INSTRUCTIONS TO FOLLOW
In the entries, find all lines that hold the word "Northern" and copy them.

DATA RECORDS
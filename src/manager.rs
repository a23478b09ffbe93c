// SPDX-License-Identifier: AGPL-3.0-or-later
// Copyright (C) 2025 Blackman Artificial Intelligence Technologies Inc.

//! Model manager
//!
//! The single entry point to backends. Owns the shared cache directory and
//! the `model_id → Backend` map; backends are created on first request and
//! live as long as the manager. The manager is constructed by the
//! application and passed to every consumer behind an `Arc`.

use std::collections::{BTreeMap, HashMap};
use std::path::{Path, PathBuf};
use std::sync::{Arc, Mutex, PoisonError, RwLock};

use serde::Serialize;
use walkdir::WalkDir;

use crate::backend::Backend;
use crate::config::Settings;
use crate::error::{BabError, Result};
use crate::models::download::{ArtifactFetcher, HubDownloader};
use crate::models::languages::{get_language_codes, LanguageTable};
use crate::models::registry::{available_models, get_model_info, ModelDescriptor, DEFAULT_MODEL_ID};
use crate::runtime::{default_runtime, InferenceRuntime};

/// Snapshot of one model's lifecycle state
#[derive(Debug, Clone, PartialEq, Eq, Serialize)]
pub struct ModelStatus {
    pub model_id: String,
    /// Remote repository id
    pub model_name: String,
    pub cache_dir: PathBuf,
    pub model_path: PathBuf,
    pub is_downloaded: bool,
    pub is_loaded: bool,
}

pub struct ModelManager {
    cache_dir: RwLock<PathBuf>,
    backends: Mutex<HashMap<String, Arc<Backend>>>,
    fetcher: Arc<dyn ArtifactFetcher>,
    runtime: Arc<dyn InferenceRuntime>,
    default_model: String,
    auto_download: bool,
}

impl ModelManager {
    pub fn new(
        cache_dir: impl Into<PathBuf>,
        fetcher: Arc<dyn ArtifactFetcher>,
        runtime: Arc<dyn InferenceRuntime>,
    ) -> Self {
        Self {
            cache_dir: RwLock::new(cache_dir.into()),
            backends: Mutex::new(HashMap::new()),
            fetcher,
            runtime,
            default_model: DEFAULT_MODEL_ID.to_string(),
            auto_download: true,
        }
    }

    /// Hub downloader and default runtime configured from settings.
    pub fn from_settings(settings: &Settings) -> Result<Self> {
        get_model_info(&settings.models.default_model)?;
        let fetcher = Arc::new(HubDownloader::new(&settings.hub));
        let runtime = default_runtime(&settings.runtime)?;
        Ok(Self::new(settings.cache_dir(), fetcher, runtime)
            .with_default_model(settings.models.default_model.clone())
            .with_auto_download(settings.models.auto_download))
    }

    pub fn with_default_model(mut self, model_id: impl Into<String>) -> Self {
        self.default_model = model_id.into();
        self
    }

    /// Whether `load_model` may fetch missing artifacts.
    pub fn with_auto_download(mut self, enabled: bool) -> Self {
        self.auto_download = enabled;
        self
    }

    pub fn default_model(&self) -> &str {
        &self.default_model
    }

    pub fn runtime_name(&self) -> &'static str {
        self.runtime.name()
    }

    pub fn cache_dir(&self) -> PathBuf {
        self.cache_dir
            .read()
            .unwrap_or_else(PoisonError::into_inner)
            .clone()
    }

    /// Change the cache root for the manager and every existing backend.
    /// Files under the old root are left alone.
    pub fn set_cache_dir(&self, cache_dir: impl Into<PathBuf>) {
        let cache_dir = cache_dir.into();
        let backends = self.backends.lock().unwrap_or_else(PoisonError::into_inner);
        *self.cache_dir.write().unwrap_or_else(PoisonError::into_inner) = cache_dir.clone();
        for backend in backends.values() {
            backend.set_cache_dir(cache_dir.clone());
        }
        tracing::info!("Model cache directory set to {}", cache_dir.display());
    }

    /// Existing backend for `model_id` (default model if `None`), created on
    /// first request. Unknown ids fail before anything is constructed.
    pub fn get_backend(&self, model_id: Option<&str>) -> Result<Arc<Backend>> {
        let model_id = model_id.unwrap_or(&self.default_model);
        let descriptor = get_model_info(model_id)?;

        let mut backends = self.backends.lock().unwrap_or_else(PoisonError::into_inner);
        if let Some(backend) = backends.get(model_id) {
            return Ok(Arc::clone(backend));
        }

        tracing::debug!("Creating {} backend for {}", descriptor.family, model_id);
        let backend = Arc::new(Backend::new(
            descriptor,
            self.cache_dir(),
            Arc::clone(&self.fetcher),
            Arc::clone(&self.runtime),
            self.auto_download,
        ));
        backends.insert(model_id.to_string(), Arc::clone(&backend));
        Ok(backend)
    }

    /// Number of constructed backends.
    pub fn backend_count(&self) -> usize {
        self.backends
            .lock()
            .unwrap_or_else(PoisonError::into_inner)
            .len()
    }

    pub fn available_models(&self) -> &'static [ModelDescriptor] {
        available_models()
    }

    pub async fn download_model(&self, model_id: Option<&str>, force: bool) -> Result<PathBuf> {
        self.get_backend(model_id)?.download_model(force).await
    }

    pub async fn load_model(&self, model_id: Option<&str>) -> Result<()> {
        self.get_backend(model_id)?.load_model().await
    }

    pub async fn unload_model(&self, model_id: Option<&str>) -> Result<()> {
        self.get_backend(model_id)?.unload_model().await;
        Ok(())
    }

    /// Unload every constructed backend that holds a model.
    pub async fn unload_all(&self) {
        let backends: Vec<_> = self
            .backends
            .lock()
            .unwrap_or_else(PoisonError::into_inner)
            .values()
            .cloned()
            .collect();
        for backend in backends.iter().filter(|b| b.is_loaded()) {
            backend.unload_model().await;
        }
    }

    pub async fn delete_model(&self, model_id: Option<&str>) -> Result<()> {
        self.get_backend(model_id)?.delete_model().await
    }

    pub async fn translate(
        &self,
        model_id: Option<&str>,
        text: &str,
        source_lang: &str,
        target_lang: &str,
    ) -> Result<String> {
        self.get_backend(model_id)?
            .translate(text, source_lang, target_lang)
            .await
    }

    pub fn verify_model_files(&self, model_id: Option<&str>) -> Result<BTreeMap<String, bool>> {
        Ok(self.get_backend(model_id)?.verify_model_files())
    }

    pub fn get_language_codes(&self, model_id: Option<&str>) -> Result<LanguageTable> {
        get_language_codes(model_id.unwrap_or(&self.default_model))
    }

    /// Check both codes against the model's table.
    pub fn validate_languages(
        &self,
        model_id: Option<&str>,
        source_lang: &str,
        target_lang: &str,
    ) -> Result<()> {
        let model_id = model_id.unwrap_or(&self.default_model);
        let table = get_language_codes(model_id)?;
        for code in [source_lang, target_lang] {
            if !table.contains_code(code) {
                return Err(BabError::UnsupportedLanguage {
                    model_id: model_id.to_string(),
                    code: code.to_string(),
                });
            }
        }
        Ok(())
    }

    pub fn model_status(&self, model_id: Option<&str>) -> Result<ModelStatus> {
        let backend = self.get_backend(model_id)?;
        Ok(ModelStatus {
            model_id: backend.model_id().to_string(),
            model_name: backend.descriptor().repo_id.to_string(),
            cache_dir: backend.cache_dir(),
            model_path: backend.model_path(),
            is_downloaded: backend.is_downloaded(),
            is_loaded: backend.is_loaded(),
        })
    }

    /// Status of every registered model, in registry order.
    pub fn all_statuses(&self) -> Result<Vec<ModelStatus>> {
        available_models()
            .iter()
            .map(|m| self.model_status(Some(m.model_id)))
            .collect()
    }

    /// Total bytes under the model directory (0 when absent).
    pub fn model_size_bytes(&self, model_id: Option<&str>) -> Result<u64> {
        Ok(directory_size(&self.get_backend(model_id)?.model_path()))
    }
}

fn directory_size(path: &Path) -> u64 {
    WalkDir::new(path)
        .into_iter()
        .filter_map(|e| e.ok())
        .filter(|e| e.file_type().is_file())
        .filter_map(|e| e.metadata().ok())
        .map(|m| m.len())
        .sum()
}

==

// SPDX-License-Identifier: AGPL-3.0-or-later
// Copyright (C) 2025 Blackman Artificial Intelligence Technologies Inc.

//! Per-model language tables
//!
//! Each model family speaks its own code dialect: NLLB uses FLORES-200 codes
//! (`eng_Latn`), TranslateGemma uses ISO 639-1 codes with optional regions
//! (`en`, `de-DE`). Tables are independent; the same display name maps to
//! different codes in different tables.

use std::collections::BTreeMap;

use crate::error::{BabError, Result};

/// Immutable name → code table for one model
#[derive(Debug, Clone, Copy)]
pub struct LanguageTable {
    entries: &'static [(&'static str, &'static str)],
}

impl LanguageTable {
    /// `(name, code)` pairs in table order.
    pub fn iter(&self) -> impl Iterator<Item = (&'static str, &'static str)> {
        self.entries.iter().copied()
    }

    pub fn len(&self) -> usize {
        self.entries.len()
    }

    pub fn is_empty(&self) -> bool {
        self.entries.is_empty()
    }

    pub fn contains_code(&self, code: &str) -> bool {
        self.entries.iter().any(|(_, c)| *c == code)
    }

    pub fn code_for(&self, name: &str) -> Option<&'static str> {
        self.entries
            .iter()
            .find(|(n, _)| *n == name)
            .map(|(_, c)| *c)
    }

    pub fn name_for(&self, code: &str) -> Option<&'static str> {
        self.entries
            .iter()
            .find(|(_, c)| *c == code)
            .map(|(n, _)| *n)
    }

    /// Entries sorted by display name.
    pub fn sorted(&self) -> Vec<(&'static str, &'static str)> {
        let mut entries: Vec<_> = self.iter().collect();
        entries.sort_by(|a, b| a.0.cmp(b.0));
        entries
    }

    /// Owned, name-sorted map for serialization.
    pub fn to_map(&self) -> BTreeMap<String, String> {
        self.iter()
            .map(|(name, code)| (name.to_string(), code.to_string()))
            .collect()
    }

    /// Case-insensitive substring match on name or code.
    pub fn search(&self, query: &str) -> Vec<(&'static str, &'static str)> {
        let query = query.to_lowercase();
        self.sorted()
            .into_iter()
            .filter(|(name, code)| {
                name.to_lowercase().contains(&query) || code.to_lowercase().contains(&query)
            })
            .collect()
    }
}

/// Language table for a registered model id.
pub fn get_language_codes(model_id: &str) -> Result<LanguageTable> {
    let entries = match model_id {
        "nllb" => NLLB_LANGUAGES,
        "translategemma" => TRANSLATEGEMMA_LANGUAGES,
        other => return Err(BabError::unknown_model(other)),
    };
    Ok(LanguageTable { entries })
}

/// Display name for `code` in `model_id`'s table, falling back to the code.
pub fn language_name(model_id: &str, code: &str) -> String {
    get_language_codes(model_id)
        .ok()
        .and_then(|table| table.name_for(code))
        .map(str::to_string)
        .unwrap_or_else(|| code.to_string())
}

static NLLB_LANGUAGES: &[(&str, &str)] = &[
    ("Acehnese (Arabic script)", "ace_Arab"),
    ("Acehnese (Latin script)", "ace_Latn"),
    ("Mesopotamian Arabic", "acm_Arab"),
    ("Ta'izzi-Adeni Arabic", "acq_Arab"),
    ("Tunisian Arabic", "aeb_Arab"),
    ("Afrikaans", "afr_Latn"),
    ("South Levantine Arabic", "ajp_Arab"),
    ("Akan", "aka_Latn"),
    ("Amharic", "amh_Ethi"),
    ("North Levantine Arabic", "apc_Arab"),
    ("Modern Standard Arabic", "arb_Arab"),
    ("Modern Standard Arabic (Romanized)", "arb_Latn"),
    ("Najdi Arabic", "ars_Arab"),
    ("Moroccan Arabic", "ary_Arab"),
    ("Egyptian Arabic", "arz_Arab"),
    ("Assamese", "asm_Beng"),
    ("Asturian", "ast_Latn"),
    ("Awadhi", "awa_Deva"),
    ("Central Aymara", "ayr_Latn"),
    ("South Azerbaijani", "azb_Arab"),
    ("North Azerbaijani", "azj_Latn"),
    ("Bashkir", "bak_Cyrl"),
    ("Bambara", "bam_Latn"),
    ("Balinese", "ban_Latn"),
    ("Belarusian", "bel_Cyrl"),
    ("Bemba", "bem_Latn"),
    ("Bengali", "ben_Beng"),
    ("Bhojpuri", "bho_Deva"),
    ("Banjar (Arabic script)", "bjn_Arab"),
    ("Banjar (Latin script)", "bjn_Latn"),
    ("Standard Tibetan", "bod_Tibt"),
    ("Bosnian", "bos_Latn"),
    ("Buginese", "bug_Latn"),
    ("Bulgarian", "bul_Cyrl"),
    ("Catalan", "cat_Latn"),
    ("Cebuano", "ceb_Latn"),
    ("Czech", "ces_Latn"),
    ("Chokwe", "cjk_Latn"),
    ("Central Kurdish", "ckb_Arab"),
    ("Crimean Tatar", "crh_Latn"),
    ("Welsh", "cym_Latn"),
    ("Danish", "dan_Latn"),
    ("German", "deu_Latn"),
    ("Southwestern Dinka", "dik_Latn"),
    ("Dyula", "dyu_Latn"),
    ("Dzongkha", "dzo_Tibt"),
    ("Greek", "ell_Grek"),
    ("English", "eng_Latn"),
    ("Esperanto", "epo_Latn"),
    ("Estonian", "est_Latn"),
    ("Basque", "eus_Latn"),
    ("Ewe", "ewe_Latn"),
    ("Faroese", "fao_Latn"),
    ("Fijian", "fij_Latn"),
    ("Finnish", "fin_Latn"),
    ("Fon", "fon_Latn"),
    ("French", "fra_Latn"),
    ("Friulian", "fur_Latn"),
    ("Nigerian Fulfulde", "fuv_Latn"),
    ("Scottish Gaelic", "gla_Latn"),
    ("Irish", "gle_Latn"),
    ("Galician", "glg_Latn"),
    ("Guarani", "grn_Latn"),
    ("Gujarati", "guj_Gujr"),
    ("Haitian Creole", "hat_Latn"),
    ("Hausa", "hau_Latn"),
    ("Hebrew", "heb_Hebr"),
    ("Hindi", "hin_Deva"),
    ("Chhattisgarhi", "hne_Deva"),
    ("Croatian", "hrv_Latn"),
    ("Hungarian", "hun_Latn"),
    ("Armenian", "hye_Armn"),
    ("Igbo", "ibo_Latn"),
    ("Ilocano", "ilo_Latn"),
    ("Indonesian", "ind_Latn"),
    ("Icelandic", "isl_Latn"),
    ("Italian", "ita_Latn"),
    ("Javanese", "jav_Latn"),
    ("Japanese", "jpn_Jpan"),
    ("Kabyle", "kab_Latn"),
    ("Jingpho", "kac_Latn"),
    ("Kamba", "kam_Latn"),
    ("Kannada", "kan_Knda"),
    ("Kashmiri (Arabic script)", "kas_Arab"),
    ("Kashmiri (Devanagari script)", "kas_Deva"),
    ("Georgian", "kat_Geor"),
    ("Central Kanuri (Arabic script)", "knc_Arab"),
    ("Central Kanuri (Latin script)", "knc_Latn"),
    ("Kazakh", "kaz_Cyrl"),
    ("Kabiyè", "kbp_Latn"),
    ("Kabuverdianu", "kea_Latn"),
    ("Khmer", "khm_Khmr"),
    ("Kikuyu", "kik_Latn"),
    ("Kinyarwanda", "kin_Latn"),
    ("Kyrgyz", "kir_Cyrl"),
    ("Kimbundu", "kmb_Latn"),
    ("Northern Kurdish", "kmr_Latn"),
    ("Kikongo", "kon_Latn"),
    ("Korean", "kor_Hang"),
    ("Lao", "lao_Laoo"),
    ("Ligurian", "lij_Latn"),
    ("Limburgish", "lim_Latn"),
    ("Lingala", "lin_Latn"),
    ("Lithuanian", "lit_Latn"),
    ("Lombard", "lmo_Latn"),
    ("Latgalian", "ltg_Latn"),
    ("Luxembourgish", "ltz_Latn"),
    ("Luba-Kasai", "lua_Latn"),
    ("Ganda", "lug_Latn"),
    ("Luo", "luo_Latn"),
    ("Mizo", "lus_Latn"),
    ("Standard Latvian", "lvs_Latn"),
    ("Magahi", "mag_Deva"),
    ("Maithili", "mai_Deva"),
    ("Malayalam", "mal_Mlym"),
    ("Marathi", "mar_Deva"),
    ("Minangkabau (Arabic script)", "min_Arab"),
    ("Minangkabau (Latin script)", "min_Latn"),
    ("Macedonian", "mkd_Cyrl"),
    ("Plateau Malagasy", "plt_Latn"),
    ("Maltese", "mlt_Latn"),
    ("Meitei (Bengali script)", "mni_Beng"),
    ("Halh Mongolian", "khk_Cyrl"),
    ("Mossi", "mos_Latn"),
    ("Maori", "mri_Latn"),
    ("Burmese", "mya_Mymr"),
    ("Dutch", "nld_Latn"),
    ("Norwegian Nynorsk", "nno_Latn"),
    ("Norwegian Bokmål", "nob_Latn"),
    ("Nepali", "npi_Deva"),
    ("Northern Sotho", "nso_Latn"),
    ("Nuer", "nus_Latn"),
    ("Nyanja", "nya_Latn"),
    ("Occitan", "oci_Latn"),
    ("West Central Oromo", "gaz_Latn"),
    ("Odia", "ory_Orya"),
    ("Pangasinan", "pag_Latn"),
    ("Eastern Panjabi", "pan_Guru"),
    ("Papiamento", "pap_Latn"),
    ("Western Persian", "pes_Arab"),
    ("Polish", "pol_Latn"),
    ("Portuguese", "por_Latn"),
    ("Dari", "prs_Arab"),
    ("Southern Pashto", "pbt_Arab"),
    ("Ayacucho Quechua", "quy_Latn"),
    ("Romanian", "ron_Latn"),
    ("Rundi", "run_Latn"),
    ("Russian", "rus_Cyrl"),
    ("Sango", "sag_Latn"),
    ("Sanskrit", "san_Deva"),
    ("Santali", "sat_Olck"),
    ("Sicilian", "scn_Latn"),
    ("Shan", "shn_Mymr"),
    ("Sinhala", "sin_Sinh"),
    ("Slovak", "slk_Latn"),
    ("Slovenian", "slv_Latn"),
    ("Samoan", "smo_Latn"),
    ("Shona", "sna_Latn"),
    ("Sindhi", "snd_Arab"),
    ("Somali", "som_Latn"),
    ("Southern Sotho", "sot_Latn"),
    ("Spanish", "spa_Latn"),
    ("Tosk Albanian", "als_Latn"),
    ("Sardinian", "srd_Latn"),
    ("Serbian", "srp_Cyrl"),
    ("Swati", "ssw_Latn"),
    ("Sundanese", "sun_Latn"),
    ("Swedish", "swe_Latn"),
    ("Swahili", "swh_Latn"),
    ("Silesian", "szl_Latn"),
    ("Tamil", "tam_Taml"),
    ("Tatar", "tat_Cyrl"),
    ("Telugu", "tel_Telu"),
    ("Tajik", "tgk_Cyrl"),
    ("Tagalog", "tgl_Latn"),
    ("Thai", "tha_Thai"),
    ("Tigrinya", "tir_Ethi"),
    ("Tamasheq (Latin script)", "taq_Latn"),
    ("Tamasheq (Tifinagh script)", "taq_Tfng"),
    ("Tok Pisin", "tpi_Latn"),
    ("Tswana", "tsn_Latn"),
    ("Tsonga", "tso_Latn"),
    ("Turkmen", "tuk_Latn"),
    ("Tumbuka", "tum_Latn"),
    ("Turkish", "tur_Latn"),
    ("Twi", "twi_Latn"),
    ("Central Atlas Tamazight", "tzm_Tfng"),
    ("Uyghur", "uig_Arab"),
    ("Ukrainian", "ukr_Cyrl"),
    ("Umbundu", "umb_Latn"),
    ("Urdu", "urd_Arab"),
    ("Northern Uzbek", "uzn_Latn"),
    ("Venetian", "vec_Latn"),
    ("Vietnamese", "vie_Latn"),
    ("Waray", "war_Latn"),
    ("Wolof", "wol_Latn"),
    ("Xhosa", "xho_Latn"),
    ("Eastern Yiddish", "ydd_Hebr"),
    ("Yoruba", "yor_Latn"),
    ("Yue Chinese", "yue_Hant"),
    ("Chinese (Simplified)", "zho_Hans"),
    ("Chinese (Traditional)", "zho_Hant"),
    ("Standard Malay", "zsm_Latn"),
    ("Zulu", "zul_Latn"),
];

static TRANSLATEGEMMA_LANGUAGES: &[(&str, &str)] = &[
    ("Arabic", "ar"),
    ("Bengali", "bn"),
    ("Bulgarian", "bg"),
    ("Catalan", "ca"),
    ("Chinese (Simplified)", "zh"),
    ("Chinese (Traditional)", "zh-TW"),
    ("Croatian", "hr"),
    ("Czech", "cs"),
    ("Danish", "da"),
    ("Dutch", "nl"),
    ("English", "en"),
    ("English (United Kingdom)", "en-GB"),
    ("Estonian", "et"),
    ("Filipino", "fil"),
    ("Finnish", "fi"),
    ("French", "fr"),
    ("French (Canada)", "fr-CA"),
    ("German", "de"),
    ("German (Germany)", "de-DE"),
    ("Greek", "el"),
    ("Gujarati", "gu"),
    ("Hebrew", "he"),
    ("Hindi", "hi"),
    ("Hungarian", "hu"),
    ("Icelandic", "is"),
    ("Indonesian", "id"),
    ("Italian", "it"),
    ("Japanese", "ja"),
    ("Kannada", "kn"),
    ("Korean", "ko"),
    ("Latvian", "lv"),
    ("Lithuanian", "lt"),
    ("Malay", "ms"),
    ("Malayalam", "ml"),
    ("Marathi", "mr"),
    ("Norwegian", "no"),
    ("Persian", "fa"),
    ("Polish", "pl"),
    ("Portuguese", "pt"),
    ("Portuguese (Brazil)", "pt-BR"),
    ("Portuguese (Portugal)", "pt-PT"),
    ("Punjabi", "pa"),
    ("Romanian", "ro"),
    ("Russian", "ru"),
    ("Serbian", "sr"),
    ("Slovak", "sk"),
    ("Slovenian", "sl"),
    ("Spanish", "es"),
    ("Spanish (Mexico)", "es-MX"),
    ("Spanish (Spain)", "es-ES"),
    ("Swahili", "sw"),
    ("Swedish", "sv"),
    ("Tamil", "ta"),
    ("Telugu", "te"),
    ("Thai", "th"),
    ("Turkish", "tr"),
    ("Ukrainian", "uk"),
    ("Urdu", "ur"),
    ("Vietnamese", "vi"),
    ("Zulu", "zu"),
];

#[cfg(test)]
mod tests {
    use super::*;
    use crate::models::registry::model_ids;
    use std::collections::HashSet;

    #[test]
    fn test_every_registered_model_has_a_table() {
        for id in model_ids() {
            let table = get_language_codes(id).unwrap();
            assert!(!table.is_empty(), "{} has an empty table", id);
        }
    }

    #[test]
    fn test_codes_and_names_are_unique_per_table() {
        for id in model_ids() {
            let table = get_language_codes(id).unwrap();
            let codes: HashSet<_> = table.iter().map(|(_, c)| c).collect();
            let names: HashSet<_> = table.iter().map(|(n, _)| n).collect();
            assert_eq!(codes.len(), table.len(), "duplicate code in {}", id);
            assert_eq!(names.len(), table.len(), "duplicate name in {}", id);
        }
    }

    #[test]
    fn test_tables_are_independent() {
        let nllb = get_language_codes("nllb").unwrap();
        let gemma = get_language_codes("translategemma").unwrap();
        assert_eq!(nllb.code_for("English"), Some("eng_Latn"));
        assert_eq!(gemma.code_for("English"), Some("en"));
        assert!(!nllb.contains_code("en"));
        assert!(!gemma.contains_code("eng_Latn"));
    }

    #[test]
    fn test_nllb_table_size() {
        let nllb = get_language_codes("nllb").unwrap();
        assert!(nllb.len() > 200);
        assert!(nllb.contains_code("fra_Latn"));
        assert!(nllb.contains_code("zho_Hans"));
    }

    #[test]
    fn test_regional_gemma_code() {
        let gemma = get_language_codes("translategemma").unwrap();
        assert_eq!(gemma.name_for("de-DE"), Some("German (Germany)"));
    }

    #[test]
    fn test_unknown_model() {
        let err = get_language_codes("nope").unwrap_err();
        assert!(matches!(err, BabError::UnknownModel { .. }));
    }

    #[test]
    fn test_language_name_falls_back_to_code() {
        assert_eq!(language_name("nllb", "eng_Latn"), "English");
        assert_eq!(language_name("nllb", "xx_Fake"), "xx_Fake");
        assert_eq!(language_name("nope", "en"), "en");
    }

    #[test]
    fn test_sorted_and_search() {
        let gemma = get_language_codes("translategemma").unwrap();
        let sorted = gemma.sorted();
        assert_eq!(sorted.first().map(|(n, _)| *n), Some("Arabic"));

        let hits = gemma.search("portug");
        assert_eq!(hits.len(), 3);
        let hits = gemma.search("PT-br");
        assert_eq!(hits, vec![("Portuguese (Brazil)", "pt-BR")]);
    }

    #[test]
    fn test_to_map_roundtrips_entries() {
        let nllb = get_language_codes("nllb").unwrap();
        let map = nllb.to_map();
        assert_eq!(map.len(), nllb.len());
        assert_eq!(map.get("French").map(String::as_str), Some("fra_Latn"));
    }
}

==

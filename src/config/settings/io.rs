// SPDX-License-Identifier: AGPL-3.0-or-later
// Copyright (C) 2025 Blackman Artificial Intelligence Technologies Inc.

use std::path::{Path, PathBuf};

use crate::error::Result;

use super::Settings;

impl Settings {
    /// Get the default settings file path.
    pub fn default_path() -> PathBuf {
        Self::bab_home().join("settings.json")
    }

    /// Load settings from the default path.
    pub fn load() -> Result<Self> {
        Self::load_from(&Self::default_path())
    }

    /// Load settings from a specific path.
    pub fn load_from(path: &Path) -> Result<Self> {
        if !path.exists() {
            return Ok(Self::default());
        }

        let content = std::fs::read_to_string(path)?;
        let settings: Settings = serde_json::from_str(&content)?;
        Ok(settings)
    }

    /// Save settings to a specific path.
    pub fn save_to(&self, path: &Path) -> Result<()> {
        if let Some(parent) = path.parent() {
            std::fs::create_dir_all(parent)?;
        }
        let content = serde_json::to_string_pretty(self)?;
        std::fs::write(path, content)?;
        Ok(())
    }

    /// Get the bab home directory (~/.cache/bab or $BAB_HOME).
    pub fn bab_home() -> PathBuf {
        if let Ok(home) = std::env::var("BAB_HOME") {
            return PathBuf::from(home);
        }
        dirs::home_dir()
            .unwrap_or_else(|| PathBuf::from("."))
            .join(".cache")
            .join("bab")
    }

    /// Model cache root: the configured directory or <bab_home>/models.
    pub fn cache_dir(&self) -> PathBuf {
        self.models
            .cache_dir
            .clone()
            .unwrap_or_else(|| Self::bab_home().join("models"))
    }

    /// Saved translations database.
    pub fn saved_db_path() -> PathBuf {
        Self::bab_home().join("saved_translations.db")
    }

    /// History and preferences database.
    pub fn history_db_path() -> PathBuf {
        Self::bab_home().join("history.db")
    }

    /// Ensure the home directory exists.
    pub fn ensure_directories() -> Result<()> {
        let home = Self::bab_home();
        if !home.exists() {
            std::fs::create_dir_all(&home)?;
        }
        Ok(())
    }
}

EXERCISE SOLUTION
    ("Northern Kurdish", "kmr_Latn"),
    ("Northern Sotho", "nso_Latn"),
    ("Northern Uzbek", "uzn_Latn"),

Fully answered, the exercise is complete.